Henry York had seen things in Kansas, things he didn't think belonged in this world. Things that didn't. Kansas hadn't flinched.

The soles of Henry's shoes were twenty feet off the ground. He had managed to slide open the heavy door in the barn loft, and after brushing the rust and flakes of red paint off his hands, he'd seated himself on the dust-covered planks and looked out over the ripening fields. Henry's feet dangled, but Kansas sprawled.

Henry had changed in the short weeks since he'd stepped off the bus from Boston, been smothered by Aunt Dotty and taken to the old farmhouse, to the attic—to a new existence. He looked different, too, and it wasn't just the cut across the backs of his fingers. That was scarring worse than it needed to only because he
couldn't stop himself from picking at it. The burns on his jaw were a lot more noticeable and had begun scarring as well. He didn't like touching them. But he had to. Especially the one below his ear. It was turning into a divot as wide as his fingertip.

What had changed most about Henry York was inside his head. Things he had always known no longer seemed true. A world that had always felt like a slow and stable and even boring machine had suddenly come to life. And it was far from tame. He'd uncovered a wall of doors in his attic room, and now he didn't know who he was. He didn't know who his real parents were or whether he was even in the right world. He didn't really know anything. Strangely, that was more comfortable than thinking that he did.

One month before, fresh off the bus from Boston, he would have been nervous sitting where he was, slowly bouncing his heels on the wall of the barn. One month before, he wouldn't have believed that he could hit a baseball. Something wheezed beside him, and Henry turned. One month before, the world was still normal, and creatures like this one didn't exist.

The raggant sniffed loudly and settled onto his haunches. His wings were tucked back against his rough charcoal skin and his blunt horn was, as always, lifted in the air.

Henry smiled. He always did when he looked at the animal. It was so proud and so very unaware of how it looked. At least Henry thought it had to be. Shaped like
a small basset hound but wearing wings and a rhino's face and skin, it was far from beautiful, but that didn't stop it from being as proud and stubborn as a peacock. Like an otherworldly bloodhound, it had found Henry, cracking the plaster in the attic wall from inside a cupboard. The raggant had started everything. Whoever it was that had sent the raggant had started everything. Henry couldn't even imagine who that might be.

“Do you know how strange you look?” Henry asked, and he reached over and grabbed the loose skin on the creature's neck. It felt like sand-based dough, and as he squeezed, the raggant closed its black eyes and a low moan sputtered in its chest.

“I want to see you fly,” Henry said. “You know I will.” He glanced down at the ground and then back at the raggant. He could push it. Then it would have to fly. But it just might be proud enough not to, proud enough to tuck its wings tight and bounce in the tall grass. “Sometime,” Henry said.

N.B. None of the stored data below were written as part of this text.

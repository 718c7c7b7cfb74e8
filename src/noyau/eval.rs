//! Noyau — évaluation (pipeline réel)
//!
//! tokenize -> RPN -> pile de valeurs -> contrôle fini -> format
//!
//! Remarque : `evaluer` est le seul endroit qui écrase les erreurs en `SIGNAL_ERREUR`.
//! Le détail reste disponible via `evaluer_detaille` et part au journal.

use tracing::{debug, warn};

use super::erreur::ErreurNoyau;
use super::format::format_resultat;
use super::jetons::{format_jetons, tokenize, Genre, Jeton};
use super::rpn::to_rpn;
use super::tables::{appliquer_fonction, valeur_constante};

/// Texte unique renvoyé pour toute erreur, quel qu’en soit le genre.
pub const SIGNAL_ERREUR: &str = "Erreur";

#[derive(Default, Clone, Debug, PartialEq)]
pub struct DemarcheNoyau {
    pub jetons: String,
    pub rpn: String,
}

#[derive(Clone, Debug, PartialEq)]
pub struct Evaluation {
    pub valeur: f64,
    pub affichage: String,
    pub demarche: DemarcheNoyau,
}

/// API publique : texte d’expression -> texte de résultat (ou `SIGNAL_ERREUR`).
pub fn evaluer(expression: &str) -> String {
    evaluer_avec_demarche(expression).0
}

/// Comme `evaluer`, avec la démarche (jetons, RPN) quand l’évaluation réussit.
pub fn evaluer_avec_demarche(expression: &str) -> (String, Option<DemarcheNoyau>) {
    match evaluer_detaille(expression) {
        Ok(ev) => (ev.affichage, Some(ev.demarche)),
        Err(e) => {
            warn!(expression, erreur = %e, "évaluation impossible");
            (SIGNAL_ERREUR.to_string(), None)
        }
    }
}

/// Pipeline complet, erreurs typées conservées.
pub fn evaluer_detaille(expression: &str) -> Result<Evaluation, ErreurNoyau> {
    // 1) Jetons
    let jetons = tokenize(expression)?;
    let jetons_txt = format_jetons(&jetons);
    debug!(jetons = %jetons_txt, "scan");

    // 2) RPN
    let rpn = to_rpn(&jetons)?;
    let rpn_txt = format_jetons(&rpn);
    debug!(rpn = %rpn_txt, "shunting-yard");

    // 3) Pile
    let valeur = evaluer_rpn(&rpn)?;

    Ok(Evaluation {
        valeur,
        affichage: format_resultat(valeur),
        demarche: DemarcheNoyau {
            jetons: jetons_txt,
            rpn: rpn_txt,
        },
    })
}

/// Empile une valeur après contrôle : NaN / ±∞ interdits, même en intermédiaire.
fn empiler(pile: &mut Vec<f64>, v: f64, jeton: &Jeton) -> Result<(), ErreurNoyau> {
    if !v.is_finite() {
        return Err(ErreurNoyau::Numerique(format!(
            "{v} produit par « {} »",
            jeton.texte
        )));
    }
    pile.push(v);
    Ok(())
}

fn depiler(pile: &mut Vec<f64>, jeton: &Jeton) -> Result<f64, ErreurNoyau> {
    pile.pop().ok_or_else(|| {
        ErreurNoyau::Evaluation(format!("opérande manquant pour « {} »", jeton.texte))
    })
}

/// Évalue une RPN sur une pile de valeurs. Une seule valeur doit rester à la fin.
pub fn evaluer_rpn(rpn: &[Jeton]) -> Result<f64, ErreurNoyau> {
    let mut pile: Vec<f64> = Vec::with_capacity(rpn.len());

    for jeton in rpn {
        let v = match jeton.genre {
            Genre::Nombre => jeton.texte.parse::<f64>().map_err(|_| {
                ErreurNoyau::Evaluation(format!("nombre illisible « {} »", jeton.texte))
            })?,

            Genre::Constante => valeur_constante(&jeton.texte).ok_or_else(|| {
                ErreurNoyau::Evaluation(format!("constante inconnue « {} »", jeton.texte))
            })?,

            Genre::Operateur => {
                // ordre : b sort en premier
                let b = depiler(&mut pile, jeton)?;
                let a = depiler(&mut pile, jeton)?;
                match jeton.texte.as_str() {
                    "+" => a + b,
                    "-" => a - b,
                    "*" => a * b,
                    "/" => a / b,
                    "^" => a.powf(b),
                    autre => {
                        return Err(ErreurNoyau::Evaluation(format!(
                            "opérateur inconnu « {autre} »"
                        )))
                    }
                }
            }

            Genre::MoinsUnaire => -depiler(&mut pile, jeton)?,

            Genre::Fonction => {
                let x = depiler(&mut pile, jeton)?;
                appliquer_fonction(&jeton.texte, x).ok_or_else(|| {
                    ErreurNoyau::Evaluation(format!("fonction inconnue « {} »", jeton.texte))
                })?
            }

            Genre::ParG | Genre::ParD => {
                return Err(ErreurNoyau::Evaluation(
                    "parenthèse inattendue en RPN".into(),
                ))
            }
        };

        empiler(&mut pile, v, jeton)?;
    }

    match pile.as_slice() {
        [v] => Ok(*v),
        _ => Err(ErreurNoyau::Evaluation(format!(
            "pile finale : {} valeur(s) au lieu d’une",
            pile.len()
        ))),
    }
}
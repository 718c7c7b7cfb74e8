// src/noyau/format.rs

/// Texte affiché pour un résultat fini.
///
/// - écriture décimale la plus courte qui relit la même valeur (jamais d’exposant)
/// - suffixe ".0" retiré (résultat entier => "512", pas "512.0")
/// - aucun arrondi supplémentaire
/// - -0 s’affiche "0"
pub fn format_resultat(v: f64) -> String {
    if v == 0.0 {
        return "0".to_string();
    }

    let s = format!("{v}");
    match s.strip_suffix(".0") {
        Some(entier) => entier.to_string(),
        None => s,
    }
}
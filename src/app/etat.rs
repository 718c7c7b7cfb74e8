//! src/app/etat.rs
//!
//! État UI (sans vue).
//!
//! Rôle : contenir le tampon d’affichage de la calculatrice et offrir les éditions
//! déclenchées par boutons/clavier (AC, Del, ajout, préfixe de fonction, "=").
//!
//! Contrats :
//! - Aucun parsing ici : le seul appel au noyau passe par `valider`.
//! - Le résultat remplace le tampon tel quel, signal d’erreur compris.

use crate::noyau::{evaluer_avec_demarche, DemarcheNoyau};

#[derive(Clone, Debug)]
pub struct AppCalc {
    // --- tampon partagé entrée / résultat ---
    pub affichage: String,

    // --- dernière évaluation (panneau “Démarche”) ---
    pub derniere_expression: String,
    pub demarche: Option<DemarcheNoyau>,

    // --- UX ---
    // Permet à vue.rs de redonner le focus au tampon après un clic sur un bouton.
    pub focus_affichage: bool,
}

impl Default for AppCalc {
    fn default() -> Self {
        Self {
            affichage: String::new(),
            derniere_expression: String::new(),
            demarche: None,
            focus_affichage: true, // au lancement, on veut pouvoir taper tout de suite
        }
    }
}

impl AppCalc {
    /* ------------------------ Actions “boutons” ------------------------ */

    /// AC : vide le tampon.
    pub fn effacer(&mut self) {
        self.affichage.clear();
        self.focus_affichage = true;
    }

    /// Del : retire le dernier caractère.
    pub fn supprimer_dernier(&mut self) {
        self.affichage.pop();
        self.focus_affichage = true;
    }

    /// Ajoute un littéral tel quel (chiffre, opérateur, parenthèse, π).
    pub fn ajouter(&mut self, litteral: &str) {
        self.affichage.push_str(litteral);
        self.focus_affichage = true;
    }

    /// Ajoute un nom de fonction suivi de sa parenthèse ouvrante : "sin(".
    pub fn ajouter_fonction(&mut self, nom: &str) {
        self.affichage.push_str(nom);
        self.affichage.push('(');
        self.focus_affichage = true;
    }

    /// "=" / Entrée : évalue le tampon et le remplace par le résultat.
    pub fn valider(&mut self) {
        let expression = std::mem::take(&mut self.affichage);
        let (resultat, demarche) = evaluer_avec_demarche(&expression);

        self.affichage = resultat;
        self.demarche = demarche;
        self.derniere_expression = expression;
        self.focus_affichage = true;
    }
}
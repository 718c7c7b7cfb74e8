//! Noyau — erreurs internes.
//!
//! Quatre genres, jamais exposés tels quels à l’appelant :
//! `evaluer` les écrase en un seul signal, le détail part au journal.

use thiserror::Error;

#[derive(Debug, Clone, PartialEq, Error)]
pub enum ErreurNoyau {
    /// Caractère ou identifiant non reconnu par le scanner.
    #[error("erreur lexicale : {raison} « {fautif} »")]
    Lexicale { raison: &'static str, fautif: String },

    /// Parenthèses non appariées.
    #[error("erreur de syntaxe : {0}")]
    Syntaxe(&'static str),

    /// Pile de valeurs incohérente, ou jeton inattendu en RPN.
    #[error("erreur d’évaluation : {0}")]
    Evaluation(String),

    /// Valeur non finie (NaN / ±∞) rencontrée pendant le calcul.
    #[error("erreur numérique : {0}")]
    Numerique(String),
}

impl ErreurNoyau {
    pub(crate) fn lexicale(raison: &'static str, fautif: impl Into<String>) -> Self {
        Self::Lexicale {
            raison,
            fautif: fautif.into(),
        }
    }
}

The afternoon sun was falling, and Henry knew it wouldn't be long before the barn's shadow stretched across acres. Worse, it wouldn't be long before the fields and the barn and all of Kansas became part of his past. His parents had been back from their ill-fated bicycle trip for a while, and he still hadn't heard from them. That wasn't too unusual. When they were just getting back from their photographed adventures, he rarely ever heard from them. The fact that they'd actually managed to get kidnapped this time would make their return
crazier, would keep him safely off their minds for that much longer. But it couldn't last. If they'd had any say in the matter, he never would have been sent to stay with his cousins at all. Now that they'd returned, they wouldn't leave him in Kansas for school or even through the summer. He'd be back in Boston, on some new vitamin diet and meeting a new nanny, and then back to boarding school. Maybe a new one. His third.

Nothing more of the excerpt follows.